Si la vida y la muerte se suceden en un mismo ser infinitamente, la alternativa de muerte y vida será una especie de circulación. Pero, en las cosas generables y corruptibles, toda circulación es producida por a primera circulación de los cuerpos incorruptibles; pues la primera circulación se da en el movimiento local y por semejanza con éste se transmite a todos los demás movimientos. Según esto, la alternativa de vida y muerte será producida por el cuerpo celeste. Cosa que no es posible, porque el volver un cuerpo muerto a la 1 vida excede el poder de la operación natural. Luego no se ha de suponer tal alternativa de vida y muerte y, en consecuencia, que los cuerpos resucitados mueran.
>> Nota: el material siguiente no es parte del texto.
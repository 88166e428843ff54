//! Streaming sessions: connection registry, per-connection loops, delivery.
//!
//! Each accepted WebSocket gets a [`ConnectionId`], a bounded outbound queue,
//! and two tasks (read, and write/keepalive). Completions reach a session
//! through [`ResponseSink::deliver`], which never blocks: a response for a
//! connection that is gone is dropped, and a connection whose queue is full
//! is closed.

mod connection;
mod server;

use std::collections::HashMap;
use std::sync::atomic::{AtomicU64, Ordering};
use std::sync::{Arc, Mutex, MutexGuard};
use std::time::Duration;

use axum::extract::ws::WebSocket;
use tokio::sync::mpsc;
use tokio::sync::mpsc::error::TrySendError;
use tokio_util::sync::CancellationToken;
use tokio_util::task::TaskTracker;
use tracing::{debug, info, warn};

use facegate_config::ServerConfig;

use crate::gateway::{SubmitError, Submitter};
use crate::id::{ConnectionId, UniqueId};
use crate::protocol::FaceResponse;

pub use server::{HealthResponse, router, serve};

/// Where the gateway hands finished responses.
pub trait ResponseSink: Send + Sync {
    /// Queue `response` for `connection`. Must not block.
    fn deliver(&self, connection: ConnectionId, response: FaceResponse);
}

/// Errors that end a single session.
#[derive(Debug, thiserror::Error)]
pub enum SessionError {
    #[error("service is shutting down")]
    ShuttingDown,

    #[error("transport error: {0}")]
    Transport(#[from] axum::Error),

    #[error("malformed request: {0}")]
    Protocol(#[from] serde_json::Error),

    #[error("no pong received within {0:?}")]
    PongTimeout(Duration),

    #[error("submit failed: {0}")]
    Submit(#[from] SubmitError),

    #[error("peer did not accept writes within {0:?}")]
    WriteStalled(Duration),
}

/// Per-session tuning, derived from [`ServerConfig`].
#[derive(Debug, Clone)]
pub struct SessionConfig {
    pub pong_wait: Duration,
    pub ping_interval: Duration,
    pub outbound_queue: usize,
    pub max_message_bytes: usize,
}

impl From<&ServerConfig> for SessionConfig {
    fn from(config: &ServerConfig) -> Self {
        Self {
            pong_wait: config.pong_wait(),
            ping_interval: config.ping_interval(),
            outbound_queue: config.outbound_queue,
            max_message_bytes: config.max_message_bytes,
        }
    }
}

#[derive(Debug, Clone)]
struct SessionHandle {
    outbound: mpsc::Sender<FaceResponse>,
    close: CancellationToken,
}

/// Registry of live streaming sessions.
pub struct SessionManager {
    registry: Mutex<HashMap<ConnectionId, SessionHandle>>,
    next_connection: AtomicU64,
    ids: UniqueId,
    submitter: Submitter,
    shutdown: CancellationToken,
    tracker: TaskTracker,
    config: SessionConfig,
}

impl SessionManager {
    pub fn new(config: SessionConfig, submitter: Submitter, shutdown: CancellationToken) -> Self {
        Self {
            registry: Mutex::new(HashMap::new()),
            next_connection: AtomicU64::new(1),
            ids: UniqueId::new(),
            submitter,
            shutdown,
            tracker: TaskTracker::new(),
            config,
        }
    }

    fn registry(&self) -> MutexGuard<'_, HashMap<ConnectionId, SessionHandle>> {
        self.registry.lock().unwrap_or_else(|e| e.into_inner())
    }

    pub fn config(&self) -> &SessionConfig {
        &self.config
    }

    /// Register an upgraded socket and start its loops.
    pub fn accept(self: &Arc<Self>, socket: WebSocket) -> Result<ConnectionId, SessionError> {
        let manager = Arc::clone(self);
        self.admit(move |id, outbound, close| connection::run(manager, id, socket, outbound, close))
    }

    /// Register a session and spawn `start` for it.
    ///
    /// Admission and [`wait_closed`](Self::wait_closed) both hold the
    /// registry lock, so a session is either tracked before the wait begins
    /// or refused.
    fn admit<F, Fut>(&self, start: F) -> Result<ConnectionId, SessionError>
    where
        F: FnOnce(ConnectionId, mpsc::Receiver<FaceResponse>, CancellationToken) -> Fut,
        Fut: Future<Output = ()> + Send + 'static,
    {
        let mut registry = self.registry();
        if self.shutdown.is_cancelled() || self.tracker.is_closed() {
            return Err(SessionError::ShuttingDown);
        }

        let id = ConnectionId(self.next_connection.fetch_add(1, Ordering::Relaxed));
        let (outbound_tx, outbound_rx) = mpsc::channel(self.config.outbound_queue);
        let close = self.shutdown.child_token();
        registry.insert(
            id,
            SessionHandle {
                outbound: outbound_tx,
                close: close.clone(),
            },
        );
        let live = registry.len();
        self.tracker.spawn(start(id, outbound_rx, close));
        drop(registry);

        info!(connection_id = %id, live, "Connection accepted");
        Ok(id)
    }

    /// Number of registered sessions.
    pub fn connection_count(&self) -> usize {
        self.registry().len()
    }

    pub fn is_registered(&self, id: ConnectionId) -> bool {
        self.registry().contains_key(&id)
    }

    /// Wait until every session task has finished.
    ///
    /// Call after the shared shutdown token has been cancelled.
    pub async fn wait_closed(&self) {
        {
            let _registry = self.registry();
            self.tracker.close();
        }
        self.tracker.wait().await;
    }

    fn deregister(&self, id: ConnectionId) {
        let (removed, live) = {
            let mut registry = self.registry();
            let removed = registry.remove(&id).is_some();
            (removed, registry.len())
        };
        if removed {
            info!(connection_id = %id, live, "Connection closed");
        }
    }
}

impl ResponseSink for SessionManager {
    fn deliver(&self, connection: ConnectionId, response: FaceResponse) {
        let handle = self.registry().get(&connection).cloned();
        let Some(handle) = handle else {
            debug!(connection_id = %connection, request_id = %response.id, "Dropping response for closed connection");
            return;
        };

        match handle.outbound.try_send(response) {
            Ok(()) => {}
            Err(TrySendError::Full(response)) => {
                warn!(
                    connection_id = %connection,
                    request_id = %response.id,
                    "Outbound queue full, closing slow connection"
                );
                handle.close.cancel();
            }
            Err(TrySendError::Closed(response)) => {
                debug!(connection_id = %connection, request_id = %response.id, "Dropping response for closing connection");
            }
        }
    }
}

#[cfg(test)]
mod tests {
    use super::*;
    use crate::gateway::dispatch_channel;

    fn manager() -> SessionManager {
        let shutdown = CancellationToken::new();
        let (submitter, _queue) = dispatch_channel(shutdown.clone());
        SessionManager::new(
            SessionConfig::from(&ServerConfig::default()),
            submitter,
            shutdown,
        )
    }

    fn register(manager: &SessionManager, id: u64, capacity: usize) -> (mpsc::Receiver<FaceResponse>, CancellationToken) {
        let (tx, rx) = mpsc::channel(capacity);
        let close = CancellationToken::new();
        manager.registry().insert(
            ConnectionId(id),
            SessionHandle {
                outbound: tx,
                close: close.clone(),
            },
        );
        (rx, close)
    }

    fn response(id: &str) -> FaceResponse {
        FaceResponse::error(id.into(), "feature".into(), -1)
    }

    #[test]
    fn test_session_config_from_server_config() {
        let config = SessionConfig::from(&ServerConfig::default());
        assert_eq!(config.pong_wait, Duration::from_secs(60));
        assert_eq!(config.ping_interval, Duration::from_secs(54));
        assert_eq!(config.outbound_queue, 64);
    }

    #[test]
    fn test_deliver_to_registered_connection() {
        let manager = manager();
        let (mut rx, _close) = register(&manager, 1, 4);

        manager.deliver(ConnectionId(1), response("a"));
        manager.deliver(ConnectionId(1), response("b"));

        assert_eq!(rx.try_recv().unwrap().id, "a");
        assert_eq!(rx.try_recv().unwrap().id, "b");
    }

    #[test]
    fn test_deliver_to_unknown_connection_is_dropped() {
        let manager = manager();
        let (mut rx, _close) = register(&manager, 1, 4);

        manager.deliver(ConnectionId(2), response("x"));
        assert!(rx.try_recv().is_err());
    }

    #[test]
    fn test_full_queue_closes_connection() {
        let manager = manager();
        let (mut rx, close) = register(&manager, 1, 1);

        manager.deliver(ConnectionId(1), response("first"));
        assert!(!close.is_cancelled());
        manager.deliver(ConnectionId(1), response("second"));
        assert!(close.is_cancelled());

        assert_eq!(rx.try_recv().unwrap().id, "first");
        assert!(rx.try_recv().is_err());
    }

    #[tokio::test]
    async fn test_no_admission_once_closed() {
        let manager = manager();
        assert!(manager.admit(|_, _, _| async {}).is_ok());

        manager.wait_closed().await;
        assert!(matches!(
            manager.admit(|_, _, _| async {}),
            Err(SessionError::ShuttingDown)
        ));
        assert_eq!(manager.connection_count(), 1);
    }

    #[tokio::test]
    async fn test_no_admission_after_shutdown() {
        let shutdown = CancellationToken::new();
        let (submitter, _queue) = dispatch_channel(shutdown.clone());
        let manager = SessionManager::new(
            SessionConfig::from(&ServerConfig::default()),
            submitter,
            shutdown.clone(),
        );
        shutdown.cancel();
        assert!(manager.admit(|_, _, _| async {}).is_err());
        assert_eq!(manager.connection_count(), 0);
    }

    #[test]
    fn test_deregister_removes_once() {
        let manager = manager();
        let (_rx, _close) = register(&manager, 1, 1);
        assert_eq!(manager.connection_count(), 1);

        manager.deregister(ConnectionId(1));
        manager.deregister(ConnectionId(1));
        assert_eq!(manager.connection_count(), 0);
        assert!(!manager.is_registered(ConnectionId(1)));
    }
}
Cuantas cosas se suceden en un mismo sujeto tienen una determinada medida de duración en cuanto al tiempo. Y tales cosas están sujetas todas al movimiento celeste, del cual resulta el tiempo. Pero el alma separada no está sujeta al movimiento celeste, pues es superior a toda la naturaleza corporal. Por lo tanto, su alternativa de separarse y unirse al cuerpo no está sujeta al movimiento celeste. Luego no hay tal circulación de muerte y vida, cual es la que resulta si los resucitados vuelven a morir. Resucitarán, pues, para nunca más morir.

Por eso se dice en Isaías: “El Señor destruirá a la muerte para siempre”; y en el Apocalipsis: “La muerte ya no existirá”.

Y con esto se excluye el error de ciertos gentiles de la antigüedad, que creían que se repetían los mismos ciclos de tiempos y de cosas temporales; por ejemplo: así como en este siglo enseñó el filósofo Platón a sus discípulos en la ciudad de Atenas, en esta escuela que se llamó Academia, así también durante innumerables siglos hacia atrás, con muchos y prolongados intervalos, pero, no obstante, ciertos, repetidos, el mismo Platón, la misma ciudad, la misma escuela y los mismos discípulos se repetirán innumerablemente por siglos indefinidos”, como cita San Agustín en el XII de “La ciudad de Dios”. Para cuya confirmación quieren aplicar, como dice él mismo, aquello que se dice en el Eclesiastés: ¿Qué es lo que fue? Lo que será. ¿Qué es lo que fue hecho? Lo que está por hacer. Nada hay nuevo bajo el sol, y nadie puede decir: mira, esto es nuevo; pues eso mismo fue ya en los siglos que nos precedieron”. Pero esto no se ha de entender como si las mismas cosas se repitieran numéricamente durante varias generaciones, sino semejantes en especie, como allí mismo explica San Agustín. Esto mismo también enseñó Aristóteles al final de “De generatione”, hablando contra dicha secta.